Following the advice of another newsletter that I won’t mention, he bailed out of all his stocks on the February 9 meltdown. He was promised that Armageddon was coming, and the Dow would hit 3,000.
Despite the Federal Reserve now on a rate rising path, here we are with the major stock indexes just short of all-time highs.
Why the hell are stocks still going up?
I paused for a moment as a kid driving a souped-up Honda weaved into my lane of Interstate 80, cutting me off. Then I gave my friend my response, which I summarize below:
1) There is nothing else to buy. Complain all you want, but US equities are now one of the world’s highest yielding securities, with a lofty 2.5% dividend.
A staggering 50% of S&P 500 stocks now yield more than US Treasury bonds (TLT). That compares to two thirds of all developed world debt offering negative rates and US Treasuries at 2.85%.
2) Oil prices have bottomed, but remain historically low, and the windfall cost savings are only just being felt around the world.
3) While a low Euro (FXE) if definitely eating into large multinational earnings, we are probably approaching the end of the move. The cure for a weak euro is a weak euro. The worst may be behind for US exporters.
4) What follows a collapse in European economic growth? A European recovery, powered by a weak currency. European quantitative easing is working.

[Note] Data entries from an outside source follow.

//! Failure and success hook behavior through a running queue.

mod test_harness;

use std::time::{Duration, Instant};

use serde_json::json;

use nomad_pool::config::QueueConfig;
use nomad_pool::scheduler::hooks::{FailureHookSpec, SuccessHookSpec};
use nomad_pool::scheduler::{CancelOutcome, Failure, Task};
use nomad_pool::{PoolError, QueueName};
use test_harness::{assert_eventually, test_pool_config, TestHandler, TestPool};

const REPLY_TIMEOUT: Duration = Duration::from_secs(5);

async fn pool_with_hook(name: &str, hook: FailureHookSpec) -> TestPool {
    let queue = QueueName::local(name);
    TestPool::start(
        QueueConfig::new(queue.clone()).with_failure_hook(hook),
        test_pool_config(&queue, 1),
        TestHandler::new(),
    )
    .await
}

#[tokio::test]
async fn test_retry_until_success() {
    let pool = pool_with_hook("retry", FailureHookSpec::retry(3)).await;
    let job = pool.submit("flaky", vec![json!("job-a"), json!(2)]).await;

    let result = pool.client.await_result(&job, REPLY_TIMEOUT).await.unwrap();
    assert_eq!(result, Some(Ok(json!(3))));
    assert_eq!(pool.handler.attempts("job-a"), 3);

    pool.node.shutdown().await;
}

#[tokio::test]
async fn test_retry_exhausted_abandons() {
    let pool = pool_with_hook("retry-exhausted", FailureHookSpec::retry(2)).await;
    let job = pool.submit("fail", vec![]).await;

    let result = pool.client.await_result(&job, REPLY_TIMEOUT).await.unwrap();
    assert_eq!(result, Some(Err(Failure::Error(json!("always fails")))));
    // One attempt plus two retries
    assert_eq!(pool.handler.started(), 3);
    assert_eq!(pool.pending().await, 0);

    pool.node.shutdown().await;
}

#[tokio::test]
async fn test_requeue_reruns_job() {
    let pool = pool_with_hook("requeue", FailureHookSpec::Requeue).await;
    let job = pool.submit("flaky", vec![json!("job-b"), json!(1)]).await;

    let result = pool.client.await_result(&job, REPLY_TIMEOUT).await.unwrap();
    assert_eq!(result, Some(Ok(json!(2))));

    pool.node.shutdown().await;
}

#[tokio::test]
async fn test_exponential_retry_backs_off() {
    let hook = FailureHookSpec::ExponentialRetry {
        times: 3,
        base_ms: 50,
        finally: Box::new(FailureHookSpec::Abandon),
    };
    let pool = pool_with_hook("backoff", hook).await;
    pool.wait_for_workers(1).await;

    let start = Instant::now();
    let job = pool.submit("flaky", vec![json!("job-c"), json!(2)]).await;
    let result = pool.client.await_result(&job, REPLY_TIMEOUT).await.unwrap();

    assert_eq!(result, Some(Ok(json!(3))));
    // 50ms after the first failure, 100ms after the second
    assert!(start.elapsed() >= Duration::from_millis(150));

    pool.node.shutdown().await;
}

#[tokio::test]
async fn test_job_waiting_for_backoff_can_be_cancelled() {
    let hook = FailureHookSpec::ExponentialRetry {
        times: 3,
        base_ms: 400,
        finally: Box::new(FailureHookSpec::Abandon),
    };
    let pool = pool_with_hook("backoff-cancel", hook).await;
    let job = pool.submit("flaky", vec![json!("job-d"), json!(1)]).await;

    let client = &pool.client;
    let queue = &pool.queue;
    assert_eventually(
        || async { client.status(queue).await.unwrap().delayed() == 1 },
        Duration::from_secs(2),
        "failed job should wait for its retry",
    )
    .await;

    // Still visible while waiting
    let status = client.status(queue).await.unwrap();
    assert_eq!(status.pending(), 1);
    assert_eq!(status.in_flight(), 0);
    let waiting = client.filter(queue, |_| true).await.unwrap();
    assert_eq!(waiting.len(), 1);
    assert_eq!(waiting[0].id, job.id);

    assert_eq!(client.cancel(&job).await.unwrap(), CancelOutcome::Cancelled);
    assert_eq!(client.cancel(&job).await.unwrap(), CancelOutcome::NotFound);

    // The retry timer fires but the job stays cancelled
    tokio::time::sleep(Duration::from_millis(600)).await;
    assert_eq!(pool.handler.attempts("job-d"), 1);
    assert_eq!(pool.pending().await, 0);
    assert_eq!(client.await_result(&job, Duration::from_millis(100)).await.unwrap(), None);

    pool.node.shutdown().await;
}

#[tokio::test]
async fn test_failed_job_moves_to_dead_letter_queue() {
    let dead = QueueName::local("dead-letter");
    let mut pool = pool_with_hook("dlq-source", FailureHookSpec::Move { to: dead.clone() }).await;
    pool.node
        .start_queue(QueueConfig::new(dead.clone()).suspended(true))
        .await
        .unwrap();

    let job = pool.submit("fail", vec![json!("payload")]).await;

    let client = &pool.client;
    assert_eventually(
        || async { client.filter(&dead, |_| true).await.unwrap().len() == 1 },
        Duration::from_secs(2),
        "failed job should land in the dead-letter queue",
    )
    .await;

    let parked = client.filter(&dead, |_| true).await.unwrap();
    assert_eq!(parked[0].task, Task::new("fail", vec![json!("payload")]));
    assert_eq!(parked[0].from, job.from);
    assert_eq!(pool.pending().await, 0);

    // No reply until the moved job itself finishes
    assert_eq!(
        client.await_result(&job, Duration::from_millis(100)).await.unwrap(),
        None
    );

    pool.node.shutdown().await;
}

#[tokio::test]
async fn test_move_to_missing_queue_abandons() {
    let missing = QueueName::local("nowhere");
    let pool = pool_with_hook("dlq-missing", FailureHookSpec::Move { to: missing }).await;

    let job = pool.submit("fail", vec![]).await;
    let result = pool.client.await_result(&job, REPLY_TIMEOUT).await.unwrap();
    assert_eq!(result, Some(Err(Failure::Error(json!("always fails")))));

    pool.node.shutdown().await;
}

#[tokio::test]
async fn test_invalid_hooks_prevent_queue_start() {
    let queue = QueueName::local("invalid");
    let mut node = nomad_pool::Node::standalone(nomad_pool::config::NodeConfig::new(1)).unwrap();

    let zero_retries = QueueConfig::new(queue.clone()).with_failure_hook(FailureHookSpec::Retry {
        times: 0,
        finally: Box::new(FailureHookSpec::Abandon),
    });
    let err = node.start_queue(zero_retries).await.unwrap_err();
    assert!(matches!(err, PoolError::InvalidFailureHook(_)));

    let self_move =
        QueueConfig::new(queue.clone()).with_failure_hook(FailureHookSpec::Move { to: queue.clone() });
    assert!(matches!(
        node.start_queue(self_move).await.unwrap_err(),
        PoolError::InvalidFailureHook(_)
    ));

    let nested = QueueConfig::new(queue.clone()).with_failure_hook(FailureHookSpec::Retry {
        times: 2,
        finally: Box::new(FailureHookSpec::ExponentialRetry {
            times: 1,
            base_ms: 0,
            finally: Box::new(FailureHookSpec::Abandon),
        }),
    });
    assert!(matches!(
        node.start_queue(nested).await.unwrap_err(),
        PoolError::InvalidFailureHook(_)
    ));

    // Nothing was started
    let client = node.client().await;
    let err = client.submit(Task::new("echo", vec![]), &queue, false).await.unwrap_err();
    assert!(matches!(err, PoolError::NoQueueOwner(_)));

    node.shutdown().await;
}

#[tokio::test]
async fn test_log_success_hook_does_not_change_reply() {
    let queue = QueueName::local("logged");
    let pool = TestPool::start(
        QueueConfig::new(queue.clone()).with_success_hook(SuccessHookSpec::Log),
        test_pool_config(&queue, 1),
        TestHandler::new(),
    )
    .await;

    let job = pool.submit("echo", vec![json!({"k": "v"})]).await;
    let result = pool.client.await_result(&job, REPLY_TIMEOUT).await.unwrap();
    assert_eq!(result, Some(Ok(json!({"k": "v"}))));

    pool.node.shutdown().await;
}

5) What follows a Japanese economic collapse? A recovery there, too, as hyper accelerating QE feeds into the main economy. Japanese stocks are now among the world’s cheapest. The Japanese yen (FXY ) will probably FALL for the rest of the year, adding more fuel to the fire there.
6) While the next move in interest rates will certainly be up, it is not going to move the needle on corporate P&L’s for a very long time. We might see two 25 basis point hikes, and that probably won’t happen until the second half of 2017. In a deflationary world, there is no room for more.